### Exercise brief
Go through the records and report each line in which the word "super" occurs.

### Data shown
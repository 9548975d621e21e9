//! Registry of entity and collection persisters.

use std::collections::BTreeMap;
use std::path::Path;

use ormload_dialect::Dialect;
use serde::{Deserialize, Serialize};
use tracing::debug;

use super::collection::{CollectionPersister, ElementDef, IndexDef};
use super::entity::{EntityPersister, PropertyDef, PropertyKind};
use super::filter::{EnabledFilter, FilterDef, FilterMapping};
use crate::config::LoaderSettings;
use crate::error::{Error, Result};

fn default_dialect() -> String {
    "ansi".to_string()
}

/// JSON mapping document.
#[derive(Debug, Clone, Default, Serialize, Deserialize)]
pub struct MappingDocument {
    /// Dialect name, see [`Dialect::by_name`].
    #[serde(default = "default_dialect")]
    pub dialect: String,
    #[serde(default)]
    pub settings: LoaderSettings,
    #[serde(default)]
    pub filters: Vec<FilterDef>,
    #[serde(default)]
    pub entities: Vec<EntityPersister>,
    #[serde(default)]
    pub collections: Vec<CollectionPersister>,
}

/// Validated mapping metadata plus the dialect and settings to load with.
#[derive(Debug, Clone)]
pub struct MappingRegistry {
    dialect: Dialect,
    settings: LoaderSettings,
    filters: BTreeMap<String, FilterDef>,
    entities: BTreeMap<String, EntityPersister>,
    collections: BTreeMap<String, CollectionPersister>,
}

/// Builder for [`MappingRegistry`].
#[derive(Debug, Clone)]
pub struct MappingRegistryBuilder {
    dialect: Dialect,
    settings: LoaderSettings,
    filters: Vec<FilterDef>,
    entities: Vec<EntityPersister>,
    collections: Vec<CollectionPersister>,
}

impl MappingRegistryBuilder {
    pub fn with_settings(mut self, settings: LoaderSettings) -> Self {
        self.settings = settings;
        self
    }

    pub fn with_filter(mut self, filter: FilterDef) -> Self {
        self.filters.push(filter);
        self
    }

    pub fn with_entity(mut self, entity: EntityPersister) -> Self {
        self.entities.push(entity);
        self
    }

    pub fn with_collection(mut self, collection: CollectionPersister) -> Self {
        self.collections.push(collection);
        self
    }

    /// Resolve derived collection metadata and validate references.
    pub fn build(self) -> Result<MappingRegistry> {
        let filters: BTreeMap<_, _> = self.filters.into_iter().map(|f| (f.name.clone(), f)).collect();
        let mut entities = BTreeMap::new();
        for entity in self.entities {
            if entities.contains_key(&entity.name) {
                return Err(Error::mapping(format!("duplicate entity mapping [{}]", entity.name)));
            }
            entities.insert(entity.name.clone(), entity);
        }

        let mut collections = BTreeMap::new();
        for mut collection in self.collections {
            let owner = entities
                .get(&collection.owner)
                .ok_or_else(|| Error::UnknownEntity(collection.owner.clone()))?;
            if owner.identifier.columns.len() != collection.key_columns.len() {
                return Err(Error::mapping(format!(
                    "collection [{}] key columns do not match the identifier of [{}]",
                    collection.role, owner.name
                )));
            }
            if let ElementDef::OneToMany { entity, columns } = &mut collection.element {
                let element = entities
                    .get(entity.as_str())
                    .ok_or_else(|| Error::UnknownEntity(entity.clone()))?;
                if columns.is_empty() {
                    *columns = element.identifier.columns.clone();
                }
                if collection.table.is_none() {
                    collection.table = Some(element.table.clone());
                }
            }
            if let ElementDef::ManyToMany { entity, .. } = &collection.element {
                if !entities.contains_key(entity.as_str()) {
                    return Err(Error::UnknownEntity(entity.clone()));
                }
            }
            if let Some(IndexDef::Entity { entity, .. }) = &collection.index {
                if !entities.contains_key(entity.as_str()) {
                    return Err(Error::UnknownEntity(entity.clone()));
                }
            }
            if collection.table_name().is_empty() {
                return Err(Error::mapping(format!("collection [{}] has no table", collection.role)));
            }
            check_filters(&filters, &collection.filters)?;
            check_filters(&filters, &collection.many_to_many_filters)?;
            if collections.contains_key(&collection.role) {
                return Err(Error::mapping(format!("duplicate collection role [{}]", collection.role)));
            }
            collections.insert(collection.role.clone(), collection);
        }

        for entity in entities.values() {
            check_filters(&filters, &entity.filters)?;
            for association in &entity.identifier.key_associations {
                if !entities.contains_key(&association.target) {
                    return Err(Error::UnknownEntity(association.target.clone()));
                }
            }
            let subclass_properties = entity.subclasses.iter().flat_map(|s| s.properties.iter());
            for property in entity.properties.iter().chain(subclass_properties) {
                check_property(&entities, &collections, entity, property)?;
            }
        }

        debug!(
            entities = entities.len(),
            collections = collections.len(),
            dialect = self.dialect.name(),
            "mapping registry built"
        );
        Ok(MappingRegistry {
            dialect: self.dialect,
            settings: self.settings,
            filters,
            entities,
            collections,
        })
    }
}

fn check_filters(defined: &BTreeMap<String, FilterDef>, applied: &[FilterMapping]) -> Result<()> {
    for filter in applied {
        if !defined.contains_key(&filter.name) {
            return Err(Error::mapping(format!("undefined filter [{}]", filter.name)));
        }
    }
    Ok(())
}

fn check_property(
    entities: &BTreeMap<String, EntityPersister>,
    collections: &BTreeMap<String, CollectionPersister>,
    owner: &EntityPersister,
    property: &PropertyDef,
) -> Result<()> {
    match &property.kind {
        PropertyKind::ManyToOne(association) | PropertyKind::OneToOne(association) => {
            let target = entities
                .get(&association.target)
                .ok_or_else(|| Error::UnknownEntity(association.target.clone()))?;
            match &association.mapped_by {
                Some(inverse) => {
                    let columns = target.property_columns(inverse)?;
                    if columns.len() != owner.identifier.columns.len() {
                        return Err(Error::mapping(format!(
                            "[{}.{}] mapped by [{}.{inverse}] with mismatched key columns",
                            owner.name, property.name, target.name
                        )));
                    }
                }
                None if association.columns.len() != target.identifier.columns.len() => {
                    return Err(Error::mapping(format!(
                        "[{}.{}] foreign key does not match the identifier of [{}]",
                        owner.name, property.name, target.name
                    )));
                }
                None => {}
            }
            Ok(())
        }
        PropertyKind::Collection { role } => {
            let collection = collections
                .get(role)
                .ok_or_else(|| Error::UnknownCollection(role.clone()))?;
            if collection.owner != owner.name {
                return Err(Error::mapping(format!(
                    "collection [{role}] is owned by [{}], not [{}]",
                    collection.owner, owner.name
                )));
            }
            Ok(())
        }
        PropertyKind::Component { properties } => properties
            .iter()
            .try_for_each(|p| check_property(entities, collections, owner, p)),
        PropertyKind::Basic { .. } | PropertyKind::Any { .. } => Ok(()),
    }
}

impl MappingRegistry {
    /// Start building a registry for a dialect.
    pub fn builder(dialect: Dialect) -> MappingRegistryBuilder {
        MappingRegistryBuilder {
            dialect,
            settings: LoaderSettings::default(),
            filters: Vec::new(),
            entities: Vec::new(),
            collections: Vec::new(),
        }
    }

    /// Build from a parsed mapping document.
    pub fn from_document(document: MappingDocument) -> Result<Self> {
        let mut builder = Self::builder(Dialect::by_name(&document.dialect)?).with_settings(document.settings);
        builder.filters = document.filters;
        builder.entities = document.entities;
        builder.collections = document.collections;
        builder.build()
    }

    /// Parse a JSON mapping document.
    pub fn from_json(json: &str) -> Result<Self> {
        Self::from_document(serde_json::from_str(json)?)
    }

    /// Read a JSON mapping document from disk.
    pub fn from_path(path: impl AsRef<Path>) -> Result<Self> {
        let path = path.as_ref();
        let json = std::fs::read_to_string(path)
            .map_err(|e| Error::mapping(format!("cannot read {}: {e}", path.display())))?;
        Self::from_json(&json)
    }

    pub fn dialect(&self) -> &Dialect {
        &self.dialect
    }

    pub fn settings(&self) -> &LoaderSettings {
        &self.settings
    }

    /// Replace the settings, e.g. with values read from the environment.
    pub fn with_settings(mut self, settings: LoaderSettings) -> Self {
        self.settings = settings;
        self
    }

    /// Get an entity persister by name.
    pub fn entity(&self, name: &str) -> Result<&EntityPersister> {
        self.entities
            .get(name)
            .ok_or_else(|| Error::UnknownEntity(name.to_string()))
    }

    /// Get a collection persister by role.
    pub fn collection(&self, role: &str) -> Result<&CollectionPersister> {
        self.collections
            .get(role)
            .ok_or_else(|| Error::UnknownCollection(role.to_string()))
    }

    pub fn entities(&self) -> impl Iterator<Item = &EntityPersister> {
        self.entities.values()
    }

    pub fn collections(&self) -> impl Iterator<Item = &CollectionPersister> {
        self.collections.values()
    }

    /// Enable a defined filter, ready for parameter values.
    pub fn enable_filter(&self, name: &str) -> Result<EnabledFilter> {
        self.filters
            .get(name)
            .cloned()
            .map(EnabledFilter::new)
            .ok_or_else(|| Error::illegal_argument(format!("no such filter [{name}]")))
    }
}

### Exercise solution
use super::collection::{CollectionPersister, ElementDef, IndexDef};
use super::entity::{EntityPersister, PropertyDef, PropertyKind};
use super::filter::{EnabledFilter, FilterDef, FilterMapping};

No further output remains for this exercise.